• [Work item]: Copy out the data line by line exactly, from its start to the line bearing "let post = common::body_json(resp).await?;", inclusive.

(Information Opens)

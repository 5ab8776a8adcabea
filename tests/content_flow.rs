use anyhow::Result;
use axum::http::StatusCode;
use serde_json::json;

mod common;

#[tokio::test]
async fn post_lifecycle_with_tags() -> Result<()> {
    let t = common::setup().await?;
    let token = common::login_as(&t.app, &t.pool, "ed@example.com", "editor").await?;

    let resp = common::send_json(
        &t.app,
        "POST",
        "/admin/tags",
        Some(&token),
        json!({"name": "Case Studies"}),
    )
    .await?;
    assert_eq!(resp.status(), StatusCode::CREATED);
    let tag = common::body_json(resp).await?;
    assert_eq!(tag["slug"], "case-studies");

    let resp = common::send_json(
        &t.app,
        "POST",
        "/admin/posts",
        Some(&token),
        json!({
            "title": "How we rebuilt siteA",
            "body": "Long form content.",
            "site": "siteA",
            "published": true,
            "tags": ["case-studies"]
        }),
    )
    .await?;
    assert_eq!(resp.status(), StatusCode::CREATED);
    let post = common::body_json(resp).await?;
    let post_id = post["id"].as_str().unwrap().to_string();
    assert_eq!(post["slug"], "how-we-rebuilt-sitea");
    assert_eq!(post["tags"], json!(["case-studies"]));

    // Updating with an explicit tag list replaces the whole set.
    let resp = common::send_json(
        &t.app,
        "PUT",
        &format!("/admin/posts/{post_id}"),
        Some(&token),
        json!({"title": "How we rebuilt siteA (2026)", "tags": []}),
    )
    .await?;
    assert_eq!(resp.status(), StatusCode::OK);
    let updated = common::body_json(resp).await?;
    assert_eq!(updated["tags"], json!([]));
    // The slug is stable across renames.
    assert_eq!(updated["slug"], "how-we-rebuilt-sitea");

    let resp = common::send(
        &t.app,
        "DELETE",
        &format!("/admin/posts/{post_id}"),
        Some(&token),
    )
    .await?;
    assert_eq!(resp.status(), StatusCode::NO_CONTENT);

    // Soft-deleted posts vanish from reads.
    let resp = common::send(&t.app, "GET", &format!("/admin/posts/{post_id}"), Some(&token)).await?;
    assert_eq!(resp.status(), StatusCode::NOT_FOUND);
    let resp = common::send(&t.app, "GET", "/admin/posts", Some(&token)).await?;
    let list = common::body_json(resp).await?;
    assert!(list.as_array().unwrap().is_empty());

    Ok(())
}

#[tokio::test]
async fn unknown_tag_rejects_the_post() -> Result<()> {
    let t = common::setup().await?;
    let token = common::login_as(&t.app, &t.pool, "ed@example.com", "editor").await?;

    let resp = common::send_json(
        &t.app,
        "POST",
        "/admin/posts",
        Some(&token),
        json!({
            "title": "Orphan",
            "body": "x",
            "site": "siteA",
            "tags": ["does-not-exist"]
        }),
    )
    .await?;
    assert_eq!(resp.status(), StatusCode::NOT_FOUND);

    Ok(())
}

#[tokio::test]
async fn duplicate_slugs_conflict() -> Result<()> {
    let t = common::setup().await?;
    let token = common::login_as(&t.app, &t.pool, "ed@example.com", "editor").await?;

    let payload = json!({"title": "Pricing update", "body": "x", "site": "siteA"});
    let resp = common::send_json(&t.app, "POST", "/admin/posts", Some(&token), payload.clone()).await?;
    assert_eq!(resp.status(), StatusCode::CREATED);
    let resp = common::send_json(&t.app, "POST", "/admin/posts", Some(&token), payload).await?;
    assert_eq!(resp.status(), StatusCode::CONFLICT);

    let resp = common::send_json(&t.app, "POST", "/admin/tags", Some(&token), json!({"name": "News"})).await?;
    assert_eq!(resp.status(), StatusCode::CREATED);
    let resp = common::send_json(&t.app, "POST", "/admin/tags", Some(&token), json!({"name": "News"})).await?;
    assert_eq!(resp.status(), StatusCode::CONFLICT);

    Ok(())
}

#[tokio::test]
async fn viewers_read_but_cannot_write_content() -> Result<()> {
    let t = common::setup().await?;
    let viewer = common::login_as(&t.app, &t.pool, "vw@example.com", "viewer").await?;

    let resp = common::send(&t.app, "GET", "/admin/posts", Some(&viewer)).await?;
    assert_eq!(resp.status(), StatusCode::OK);

    let resp = common::send_json(
        &t.app,
        "POST",
        "/admin/tags",
        Some(&viewer),
        json!({"name": "Nope"}),
    )
    .await?;
    assert_eq!(resp.status(), StatusCode::FORBIDDEN);

    Ok(())
}

#[tokio::test]
async fn portfolio_lists_in_sort_order_and_soft_deletes() -> Result<()> {
    let t = common::setup().await?;
    let token = common::login_as(&t.app, &t.pool, "ed@example.com", "editor").await?;

    for (title, order) in [("Second", 1), ("First", 0), ("Third", 2)] {
        let resp = common::send_json(
            &t.app,
            "POST",
            "/admin/portfolio",
            Some(&token),
            json!({"title": title, "site": "siteB", "sort_order": order}),
        )
        .await?;
        assert_eq!(resp.status(), StatusCode::CREATED);
    }

    let resp = common::send(&t.app, "GET", "/admin/portfolio", Some(&token)).await?;
    let list = common::body_json(resp).await?;
    let titles: Vec<&str> = list
        .as_array()
        .unwrap()
        .iter()
        .filter_map(|item| item["title"].as_str())
        .collect();
    assert_eq!(titles, vec!["First", "Second", "Third"]);

    let first_id = list[0]["id"].as_str().unwrap().to_string();
    let resp = common::send(
        &t.app,
        "DELETE",
        &format!("/admin/portfolio/{first_id}"),
        Some(&token),
    )
    .await?;
    assert_eq!(resp.status(), StatusCode::NO_CONTENT);

    let resp = common::send(&t.app, "GET", "/admin/portfolio", Some(&token)).await?;
    let list = common::body_json(resp).await?;
    assert_eq!(list.as_array().unwrap().len(), 2);

    Ok(())
}
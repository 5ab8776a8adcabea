use std::collections::HashSet;

use uuid::Uuid;

use super::SUPER_ADMIN_SLUG;

/// One assigned role with its permission slugs, as loaded for a request.
#[derive(Debug, Clone)]
pub struct RoleGrant {
    pub slug: String,
    pub permissions: Vec<String>,
}

/// Everything the resolver needs about one user, captured at request time.
/// `registry` is the full permission universe so a super-admin's effective
/// set includes slugs created after their roles were assigned.
#[derive(Debug, Clone)]
pub struct AccessSnapshot {
    pub user_id: Uuid,
    pub is_admin_flag: bool,
    pub roles: Vec<RoleGrant>,
    pub registry: Vec<String>,
}

/// Resolved effective permissions for one request. Pure data; checks never
/// error. The guard layer translates boolean outcomes into 401/403.
#[derive(Debug, Clone)]
pub struct AccessProfile {
    pub user_id: Option<Uuid>,
    pub is_super_admin: bool,
    pub is_admin: bool,
    role_slugs: HashSet<String>,
    permissions: HashSet<String>,
}

impl AccessProfile {
    /// Resolve the effective permission set for an (optionally absent) user.
    ///
    /// The explicit `is_admin` flag and membership in the super-admin role
    /// are OR-ed; either alone confers the bypass.
    pub fn resolve(snapshot: Option<&AccessSnapshot>) -> Self {
        let Some(snapshot) = snapshot else {
            return Self {
                user_id: None,
                is_super_admin: false,
                is_admin: false,
                role_slugs: HashSet::new(),
                permissions: HashSet::new(),
            };
        };

        let role_slugs: HashSet<String> =
            snapshot.roles.iter().map(|role| role.slug.clone()).collect();

        let is_super_admin = snapshot.is_admin_flag || role_slugs.contains(SUPER_ADMIN_SLUG);

        let permissions: HashSet<String> = if is_super_admin {
            snapshot.registry.iter().cloned().collect()
        } else {
            snapshot
                .roles
                .iter()
                .flat_map(|role| role.permissions.iter().cloned())
                .collect()
        };

        Self {
            user_id: Some(snapshot.user_id),
            is_super_admin,
            is_admin: is_super_admin,
            role_slugs,
            permissions,
        }
    }

    pub fn anonymous() -> Self {
        Self::resolve(None)
    }

    pub fn has_permission(&self, slug: &str) -> bool {
        self.is_super_admin || self.permissions.contains(slug)
    }

    /// True iff super-admin or at least one slug matches. Empty input is
    /// vacuously false.
    pub fn has_any_permission<S: AsRef<str>>(&self, slugs: &[S]) -> bool {
        if slugs.is_empty() {
            return false;
        }
        self.is_super_admin || slugs.iter().any(|slug| self.permissions.contains(slug.as_ref()))
    }

    /// True iff super-admin or every slug matches. Empty input is vacuously
    /// true.
    pub fn has_all_permissions<S: AsRef<str>>(&self, slugs: &[S]) -> bool {
        self.is_super_admin || slugs.iter().all(|slug| self.permissions.contains(slug.as_ref()))
    }

    pub fn has_role<S: AsRef<str>>(&self, slugs: &[S]) -> bool {
        slugs.iter().any(|slug| self.role_slugs.contains(slug.as_ref()))
    }

    pub fn role_slug_list(&self) -> Vec<String> {
        let mut slugs: Vec<String> = self.role_slugs.iter().cloned().collect();
        slugs.sort();
        slugs
    }

    pub fn permission_slugs(&self) -> Vec<String> {
        let mut slugs: Vec<String> = self.permissions.iter().cloned().collect();
        slugs.sort();
        slugs
    }
}

#[cfg(test)]
mod tests {
    use super::*;

    fn registry() -> Vec<String> {
        ["view-leads", "edit-leads", "delete-leads", "manage-roles"]
            .iter()
            .map(|s| s.to_string())
            .collect()
    }

    fn editor_snapshot() -> AccessSnapshot {
        AccessSnapshot {
            user_id: Uuid::new_v4(),
            is_admin_flag: false,
            roles: vec![RoleGrant {
                slug: "editor".to_string(),
                permissions: vec!["view-leads".to_string(), "edit-leads".to_string()],
            }],
            registry: registry(),
        }
    }

    #[test]
    fn absent_user_resolves_to_empty() {
        let profile = AccessProfile::anonymous();
        assert!(!profile.is_super_admin);
        assert!(!profile.is_admin);
        assert!(!profile.has_permission("view-leads"));
    }

    #[test]
    fn editor_union_of_role_permissions() {
        let profile = AccessProfile::resolve(Some(&editor_snapshot()));
        assert!(profile.has_permission("view-leads"));
        assert!(!profile.has_permission("delete-leads"));
        assert!(profile.has_role(&["editor"]));
        assert!(!profile.has_role(&["manager"]));
    }

    #[test]
    fn super_admin_role_grants_entire_registry() {
        let snapshot = AccessSnapshot {
            user_id: Uuid::new_v4(),
            is_admin_flag: false,
            roles: vec![RoleGrant {
                slug: "super-admin".to_string(),
                // Stored permission set is empty; the slug alone is enough.
                permissions: vec![],
            }],
            registry: registry(),
        };

        let profile = AccessProfile::resolve(Some(&snapshot));
        assert!(profile.is_super_admin);
        for slug in registry() {
            assert!(profile.has_permission(&slug));
        }
    }

    #[test]
    fn admin_flag_alone_grants_bypass() {
        let snapshot = AccessSnapshot {
            user_id: Uuid::new_v4(),
            is_admin_flag: true,
            roles: vec![],
            registry: registry(),
        };

        let profile = AccessProfile::resolve(Some(&snapshot));
        assert!(profile.is_super_admin);
        assert!(profile.has_permission("manage-roles"));
    }

    #[test]
    fn vacuous_truth_rules() {
        let profile = AccessProfile::resolve(Some(&editor_snapshot()));
        let none: [&str; 0] = [];
        assert!(profile.has_all_permissions(&none));
        assert!(!profile.has_any_permission(&none));

        // Same holds for anonymous users.
        let anon = AccessProfile::anonymous();
        assert!(anon.has_all_permissions(&none));
        assert!(!anon.has_any_permission(&none));
    }

    #[test]
    fn any_and_all_checks() {
        let profile = AccessProfile::resolve(Some(&editor_snapshot()));
        assert!(profile.has_any_permission(&["delete-leads", "view-leads"]));
        assert!(!profile.has_any_permission(&["delete-leads", "manage-roles"]));
        assert!(profile.has_all_permissions(&["view-leads", "edit-leads"]));
        assert!(!profile.has_all_permissions(&["view-leads", "delete-leads"]));
    }
}
use std::collections::BTreeMap;

use axum::http::StatusCode;
use axum::response::{IntoResponse, Response};
use axum::Json;
use serde::Serialize;

pub type AppResult<T> = Result<T, AppError>;

/// Field name -> list of messages, collected per field rather than
/// first-error-only.
pub type FieldErrors = BTreeMap<String, Vec<String>>;

#[derive(thiserror::Error, Debug)]
pub enum AppError {
    #[error("unauthorized: {0}")]
    Unauthorized(String),
    #[error("forbidden: {0}")]
    Forbidden(String),
    #[error("not found: {0}")]
    NotFound(String),
    #[error("conflict: {0}")]
    Conflict(String),
    #[error("bad request: {0}")]
    BadRequest(String),
    #[error("validation failed")]
    Validation(FieldErrors),
    #[error("configuration error: {0}")]
    Configuration(String),
    #[error("token error: {0}")]
    Token(String),
    #[error("database error")]
    Database(#[from] sqlx::Error),
    #[error("internal server error: {0}")]
    Internal(String),
}

impl AppError {
    pub fn unauthorized(message: impl Into<String>) -> Self {
        Self::Unauthorized(message.into())
    }

    pub fn forbidden(message: impl Into<String>) -> Self {
        Self::Forbidden(message.into())
    }

    pub fn not_found(message: impl Into<String>) -> Self {
        Self::NotFound(message.into())
    }

    pub fn conflict(message: impl Into<String>) -> Self {
        Self::Conflict(message.into())
    }

    pub fn bad_request(message: impl Into<String>) -> Self {
        Self::BadRequest(message.into())
    }

    pub fn configuration(message: impl Into<String>) -> Self {
        Self::Configuration(message.into())
    }

    pub fn token(err: impl Into<String>) -> Self {
        Self::Token(err.into())
    }

    pub fn internal(message: impl Into<String>) -> Self {
        Self::Internal(message.into())
    }
}

#[derive(Serialize)]
struct ErrorResponse {
    error: String,
    message: String,
    #[serde(skip_serializing_if = "Option::is_none")]
    errors: Option<FieldErrors>,
}

impl IntoResponse for AppError {
    fn into_response(self) -> Response {
        let status = match self {
            AppError::Unauthorized(_) => StatusCode::UNAUTHORIZED,
            AppError::Forbidden(_) => StatusCode::FORBIDDEN,
            AppError::NotFound(_) => StatusCode::NOT_FOUND,
            AppError::Conflict(_) => StatusCode::CONFLICT,
            AppError::BadRequest(_) => StatusCode::BAD_REQUEST,
            AppError::Validation(_) => StatusCode::UNPROCESSABLE_ENTITY,
            AppError::Configuration(_) => StatusCode::INTERNAL_SERVER_ERROR,
            AppError::Token(_) => StatusCode::UNAUTHORIZED,
            AppError::Database(_) => StatusCode::INTERNAL_SERVER_ERROR,
            AppError::Internal(_) => StatusCode::INTERNAL_SERVER_ERROR,
        };

        let message = self.to_string();
        let error = match &self {
            AppError::Unauthorized(_) => "unauthorized",
            AppError::Forbidden(_) => "forbidden",
            AppError::NotFound(_) => "not_found",
            AppError::Conflict(_) => "conflict",
            AppError::BadRequest(_) => "bad_request",
            AppError::Validation(_) => "validation",
            AppError::Configuration(_) => "configuration",
            AppError::Token(_) => "token",
            AppError::Database(_) => "database",
            AppError::Internal(_) => "internal",
        };

        let errors = match &self {
            AppError::Validation(fields) => Some(fields.clone()),
            _ => None,
        };

        let payload = ErrorResponse {
            error: error.to_string(),
            message,
            errors,
        };

        (status, Json(payload)).into_response()
    }
}

impl From<anyhow::Error> for AppError {
    fn from(value: anyhow::Error) -> Self {
        Self::Internal(value.to_string())
    }
}

/// Accumulator for per-field validation messages. Handlers collect every
/// problem before rejecting, so forms can surface all of them at once.
#[derive(Debug, Default)]
pub struct ValidationErrors {
    fields: FieldErrors,
}

impl ValidationErrors {
    pub fn new() -> Self {
        Self::default()
    }

    pub fn add(&mut self, field: impl Into<String>, message: impl Into<String>) {
        self.fields.entry(field.into()).or_default().push(message.into());
    }

    pub fn is_empty(&self) -> bool {
        self.fields.is_empty()
    }

    /// Ok(()) when nothing was collected, otherwise the 422 error.
    pub fn into_result(self) -> AppResult<()> {
        if self.fields.is_empty() {
            Ok(())
        } else {
            Err(AppError::Validation(self.fields))
        }
    }
}
pub mod content;
pub mod lead;
pub mod rbac;
pub mod settings;
pub mod user;
pub mod visitor;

(Information Closes)

• [Output]:
repository 5ab8776a8adcabea
filename tests/content_flow.rs
use anyhow::Result;
use axum::http::StatusCode;
use serde_json::json;

mod common;

#[tokio::test]
async fn post_lifecycle_with_tags() -> Result<()> {
    let t = common::setup().await?;
    let token = common::login_as(&t.app, &t.pool, "ed@example.com", "editor").await?;

    let resp = common::send_json(
        &t.app,
        "POST",
        "/admin/tags",
        Some(&token),
        json!({"name": "Case Studies"}),
    )
    .await?;
    assert_eq!(resp.status(), StatusCode::CREATED);
    let tag = common::body_json(resp).await?;
    assert_eq!(tag["slug"], "case-studies");

    let resp = common::send_json(
        &t.app,
        "POST",
        "/admin/posts",
        Some(&token),
        json!({
            "title": "How we rebuilt siteA",
            "body": "Long form content.",
            "site": "siteA",
            "published": true,
            "tags": ["case-studies"]
        }),
    )
    .await?;
    assert_eq!(resp.status(), StatusCode::CREATED);
    let post = common::body_json(resp).await?;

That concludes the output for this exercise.